Type II: Substitution of Trigonometric Functions.
- \(\begin{array}{l}\sqrt{{{a}^{2}}-{{x}^{2}}}\rightarrow{{}}x=a\sin \theta\end{array} \)
- \(\begin{array}{l}\sqrt{{{x}^{2}}+{{a}^{2}}}\rightarrow{{}}x=a\tan \theta\end{array} \)
- \(\begin{array}{l}\sqrt{{{x}^{2}}-{{a}^{2}}}\rightarrow{{}}x=a\sec \theta\end{array} \)
- \(\begin{array}{l}\sqrt{\frac{x-a}{b-x}}\rightarrow{{}}x=a{{\cos }^{2}}\theta +b{{\sin }^{2}}\theta\end{array} \)
- \(\begin{array}{l}\sqrt{\frac{x-a}{x-b}}\rightarrow{{}}x=a{{\sec }^{2}}\theta -b\end{array} \)
Type III:
\(\begin{array}{l}\int{\frac{px+q}{a{{x}^{2}}+bx+c}}dx\And \int{\frac{px+q}{\sqrt{a{{x}^{2}}+bx+c}}}\,dx\And \int{\left( px+q \right)}\sqrt{a{{x}^{2}}+bx+c}\,dx\end{array} \)
We express px + q as:
\(\begin{array}{l}m{{\left( a{{x}^{2}}+bx+c \right)}^{1}}+n\end{array} \)
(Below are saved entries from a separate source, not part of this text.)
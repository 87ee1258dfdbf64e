use chrono::Utc;
use ratatui::layout::{Alignment, Constraint, Direction, Layout, Rect};
use ratatui::style::{Color, Modifier, Style};
use ratatui::text::{Line, Span, Text};
use ratatui::widgets::{Block, Borders, Clear, Gauge, List, ListItem, ListState, Paragraph, Wrap};
use ratatui::Frame;

pub mod layout;

use crate::app::{App, DataMode, InputMode, PromptKind, StatusLevel};
use crate::domain::pool::{short_addr, Campaign};
use crate::domain::wallet::WalletStatus;

pub fn draw(f: &mut Frame, app: &App) {
    let areas = layout::areas(f.size());

    draw_header(f, areas.header, app);
    draw_list_panel(f, areas.list, app);
    draw_detail_panel(f, areas.details, app);
    draw_status_line(f, areas.status_line, app);
    draw_command_line(f, areas.command_line, app);

    if app.show_help {
        draw_help_popup(f, areas.size, app);
    }
}

fn draw_header(f: &mut Frame, area: Rect, app: &App) {
    let chunks = Layout::default()
        .direction(Direction::Horizontal)
        .constraints([Constraint::Percentage(60), Constraint::Percentage(40)])
        .split(area);

    let network = match app.data_mode {
        DataMode::Demo => "demo".to_string(),
        DataMode::Chain => app
            .network_name
            .clone()
            .unwrap_or_else(|| "resolving...".to_string()),
    };
    let chain = app
        .chain_id
        .map(|id| id.to_string())
        .unwrap_or_else(|| "--".to_string());
    let title = Line::from(vec![
        Span::styled(
            "FundRace",
            Style::default()
                .fg(Color::LightCyan)
                .add_modifier(Modifier::BOLD),
        ),
        Span::raw("  "),
        Span::styled("Network", Style::default().fg(Color::DarkGray)),
        Span::raw(format!(" {} ", network)),
        Span::styled("Chain", Style::default().fg(Color::DarkGray)),
        Span::raw(format!(" {} ", chain)),
        Span::styled("Filter", Style::default().fg(Color::DarkGray)),
        Span::raw(format!(" {} ", app.filter.label())),
        Span::styled("Sort", Style::default().fg(Color::DarkGray)),
        Span::raw(format!(" {}", app.sort.label())),
    ]);
    let left = Paragraph::new(title)
        .block(Block::default().borders(Borders::ALL))
        .alignment(Alignment::Left);

    let wallet_line = match app.wallet.status {
        WalletStatus::Disconnected => Line::from(vec![
            Span::styled("Wallet ", Style::default().fg(Color::DarkGray)),
            Span::styled("disconnected", Style::default().fg(Color::DarkGray)),
        ]),
        WalletStatus::Connecting => Line::from(vec![
            Span::styled("Wallet ", Style::default().fg(Color::DarkGray)),
            Span::styled("connecting...", Style::default().fg(Color::LightYellow)),
        ]),
        WalletStatus::Connected => {
            let account = app
                .wallet
                .account
                .map(short_addr)
                .unwrap_or_else(|| "--".to_string());
            Line::from(vec![
                Span::styled("Wallet ", Style::default().fg(Color::DarkGray)),
                Span::styled(account, Style::default().fg(Color::LightGreen)),
                Span::raw("  "),
                Span::styled("Balance ", Style::default().fg(Color::DarkGray)),
                Span::raw(format!("{} ETH", app.wallet.balance_eth)),
            ])
        }
    };
    let right = Paragraph::new(wallet_line)
        .block(Block::default().borders(Borders::ALL))
        .alignment(Alignment::Left);

    f.render_widget(left, chunks[0]);
    f.render_widget(right, chunks[1]);
}

fn campaign_item<'a>(app: &App, campaign: &'a Campaign) -> ListItem<'a> {
    let summary = &campaign.summary;
    let now = Utc::now();
    let marker = if summary.is_finished {
        Span::styled("[closed]", Style::default().fg(Color::DarkGray))
    } else if summary.is_funded() {
        Span::styled("[funded]", Style::default().fg(Color::LightGreen))
    } else if summary.deadline_passed(now) {
        Span::styled("[ended] ", Style::default().fg(Color::LightRed))
    } else {
        Span::styled("[open]  ", Style::default().fg(Color::LightCyan))
    };
    let mine = if app.my_pools.contains(&summary.address) {
        Span::styled(" *", Style::default().fg(Color::LightYellow))
    } else {
        Span::raw("")
    };
    let line = Line::from(vec![
        marker,
        Span::raw(" "),
        Span::raw(campaign.title.clone()),
        Span::raw(format!(
            "  {}/{} ETH",
            summary.total_contributed_eth(),
            summary.goal_eth()
        )),
        mine,
    ]);
    ListItem::new(line)
}

fn draw_list_panel(f: &mut Frame, area: Rect, app: &App) {
    let visible = app.visible_indices();
    let title = if app.search.is_empty() {
        format!("Campaigns ({})", visible.len())
    } else {
        format!("Campaigns ({}) /{}", visible.len(), app.search)
    };

    let items: Vec<ListItem> = visible
        .iter()
        .map(|&i| campaign_item(app, &app.campaigns[i]))
        .collect();

    let list = List::new(items)
        .block(Block::default().borders(Borders::ALL).title(title))
        .highlight_style(
            Style::default()
                .fg(Color::Black)
                .bg(Color::Cyan)
                .add_modifier(Modifier::BOLD),
        )
        .highlight_symbol(">> ");

    let mut state = ListState::default();
    if !visible.is_empty() {
        state.select(Some(app.selected.min(visible.len() - 1)));
    }
    f.render_stateful_widget(list, area, &mut state);
}

fn draw_detail_panel(f: &mut Frame, area: Rect, app: &App) {
    let block = Block::default().borders(Borders::ALL).title("Campaign");
    let inner = block.inner(area);
    f.render_widget(block, area);

    let Some(campaign) = app.selected_campaign() else {
        let empty = Paragraph::new("No campaign selected").wrap(Wrap { trim: true });
        f.render_widget(empty, inner);
        return;
    };
    let summary = &campaign.summary;
    let now = Utc::now();

    let chunks = Layout::default()
        .direction(Direction::Vertical)
        .constraints([Constraint::Min(0), Constraint::Length(1)])
        .split(inner);

    let mut lines = vec![
        Line::from(Span::styled(
            campaign.title.clone(),
            Style::default().add_modifier(Modifier::BOLD),
        )),
        Line::from(""),
        field("Pool", format!("{:#x}", summary.address)),
        field("Owner", format!("{:#x}", summary.owner)),
        field(
            "Raised",
            format!(
                "{} / {} ETH",
                summary.total_contributed_eth(),
                summary.goal_eth()
            ),
        ),
        field("Deadline", summary.deadline.format("%Y-%m-%d %H:%M UTC").to_string()),
    ];
    if !summary.purpose.is_empty() {
        lines.push(field("Purpose", summary.purpose.clone()));
    }
    if !summary.social_link.is_empty() {
        lines.push(field("Link", summary.social_link.clone()));
    }
    if !summary.image_url.is_empty() {
        lines.push(field("Image", summary.image_url.clone()));
    }
    if let Some(amount) = app.contributions.get(&summary.address) {
        lines.push(field("Yours", format!("{} ETH", amount)));
    }
    lines.push(Line::from(""));

    let state_text = if summary.is_finished {
        Span::styled("closed by owner", Style::default().fg(Color::DarkGray))
    } else if summary.is_funded() {
        Span::styled("goal met", Style::default().fg(Color::LightGreen))
    } else if summary.deadline_passed(now) {
        Span::styled("deadline passed, goal missed", Style::default().fg(Color::LightRed))
    } else {
        Span::styled("accepting contributions", Style::default().fg(Color::LightCyan))
    };
    lines.push(Line::from(vec![
        Span::styled("State    ", Style::default().fg(Color::DarkGray)),
        state_text,
    ]));

    if let Some(account) = app.wallet.account {
        let withdraw = if summary.can_withdraw(account) { "yes" } else { "no" };
        let refund = if summary.can_refund(now) { "yes" } else { "no" };
        lines.push(Line::from(vec![
            Span::styled("Withdraw ", Style::default().fg(Color::DarkGray)),
            Span::raw(withdraw),
            Span::raw("   "),
            Span::styled("Refund ", Style::default().fg(Color::DarkGray)),
            Span::raw(refund),
        ]));
    }

    let paragraph = Paragraph::new(Text::from(lines)).wrap(Wrap { trim: true });
    f.render_widget(paragraph, chunks[0]);

    let fraction = summary.progress_fraction().clamp(0.0, 1.0);
    let gauge = Gauge::default()
        .gauge_style(Style::default().fg(Color::Cyan))
        .ratio(fraction)
        .label(format!("{:.0}%", fraction * 100.0));
    f.render_widget(gauge, chunks[1]);
}

fn field(name: &str, value: String) -> Line<'static> {
    Line::from(vec![
        Span::styled(format!("{:<9}", name), Style::default().fg(Color::DarkGray)),
        Span::raw(value),
    ])
}

fn draw_status_line(f: &mut Frame, area: Rect, app: &App) {
    let endpoint = app.endpoint.as_deref().unwrap_or("--");
    let mut spans = vec![
        Span::styled("RPC ", Style::default().fg(Color::DarkGray)),
        Span::raw(format!("{}  ", endpoint)),
        Span::styled("Factory ", Style::default().fg(Color::DarkGray)),
        Span::raw(if app.factory_configured { "ok  " } else { "--  " }),
    ];
    if app.data_mode == DataMode::Demo {
        spans.push(Span::styled(
            "DEMO DATA  ",
            Style::default().fg(Color::LightYellow),
        ));
    }
    if app.skipped > 0 {
        spans.push(Span::styled(
            format!("{} skipped  ", app.skipped),
            Style::default().fg(Color::LightYellow),
        ));
    }
    if app.tx_in_flight {
        spans.push(Span::styled(
            "tx pending...",
            Style::default().fg(Color::LightYellow),
        ));
    }

    let paragraph = Paragraph::new(Line::from(spans))
        .style(Style::default().fg(Color::White))
        .alignment(Alignment::Left);
    f.render_widget(paragraph, area);
}

fn draw_command_line(f: &mut Frame, area: Rect, app: &App) {
    let content = match app.input_mode {
        InputMode::Command => Line::from(vec![
            Span::styled(": ", Style::default().fg(Color::Yellow)),
            Span::raw(app.input_buffer.clone()),
            Span::styled(
                "  (connect refresh mine create contribute withdraw refund pin export)",
                Style::default().fg(Color::DarkGray),
            ),
        ]),
        InputMode::Prompt(kind) => {
            let shown = if kind == PromptKind::KeystorePassword {
                "*".repeat(app.input_buffer.chars().count())
            } else {
                app.input_buffer.clone()
            };
            Line::from(vec![
                Span::styled(
                    format!("> {} ", kind.label()),
                    Style::default().fg(Color::LightCyan),
                ),
                Span::raw(shown),
                Span::styled(
                    "  (Enter=ok Esc=cancel)",
                    Style::default().fg(Color::DarkGray),
                ),
            ])
        }
        InputMode::Normal => {
            if let Some((text, level)) = app.status_line() {
                let color = match level {
                    StatusLevel::Info => Color::LightGreen,
                    StatusLevel::Warn => Color::LightYellow,
                    StatusLevel::Error => Color::LightRed,
                };
                Line::from(vec![
                    Span::styled("msg: ", Style::default().fg(Color::DarkGray)),
                    Span::styled(text.to_string(), Style::default().fg(color)),
                ])
            } else {
                Line::from(Span::styled(
                    "? help  : command  / search  c contribute  w withdraw  u refund  q quit",
                    Style::default().fg(Color::DarkGray),
                ))
            }
        }
    };

    let paragraph = Paragraph::new(content).style(Style::default().fg(Color::White));
    f.render_widget(paragraph, area);
}

fn draw_help_popup(f: &mut Frame, area: Rect, _app: &App) {
    let popup_area = layout::centered_rect(70, 70, area);
    f.render_widget(Clear, popup_area);

    let lines = vec![
        Line::from("Navigation"),
        Line::from("  j / k      Move selection (vim)"),
        Line::from("  g / G      Top / bottom"),
        Line::from("  /          Search campaigns"),
        Line::from("  f          Cycle filter (all / active / ended)"),
        Line::from("  s          Cycle sort (newest / progress / deadline)"),
        Line::from(""),
        Line::from("Wallet"),
        Line::from("  p          Connect / disconnect wallet"),
        Line::from("  m          Show pools you created"),
        Line::from("  d          Show your contribution to selected pool"),
        Line::from(""),
        Line::from("Actions (y confirms, n cancels)"),
        Line::from("  c          Contribute to selected pool"),
        Line::from("  n          New pool (prefills :create)"),
        Line::from("  w          Withdraw (owner, goal met)"),
        Line::from("  t          Withdraw to another address"),
        Line::from("  u          Refund (deadline passed, goal missed)"),
        Line::from("  i          Pin a campaign image"),
        Line::from(""),
        Line::from("Misc"),
        Line::from("  y          Copy pool address"),
        Line::from("  e          Export campaigns (CSV + JSON)"),
        Line::from("  r          Refresh from chain"),
        Line::from("  ?          Toggle help"),
        Line::from("  q          Quit"),
        Line::from(""),
        Line::from("Command examples:"),
        Line::from("  :create 2.5 720 link=https://x.com/me img=https://pic/a.png laptops"),
        Line::from("  :contribute 0.25"),
        Line::from("  :withdraw 0x<40-hex-address>"),
    ];

    let paragraph = Paragraph::new(Text::from(lines))
        .block(Block::default().title("Help").borders(Borders::ALL))
        .alignment(Alignment::Left)
        .wrap(Wrap { trim: true });

    f.render_widget(paragraph, popup_area);
}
Then, this gets changed to standard integral.
Biquadratic Substitutions
- \(\begin{array}{l}I=\int{f\left( x+\frac{1}{x} \right)}\left( 1-\frac{1}{{{x}^{2}}} \right)dx\end{array} \)\(\begin{array}{l}\text{Put}\ x+\frac{1}{x}=t\end{array} \)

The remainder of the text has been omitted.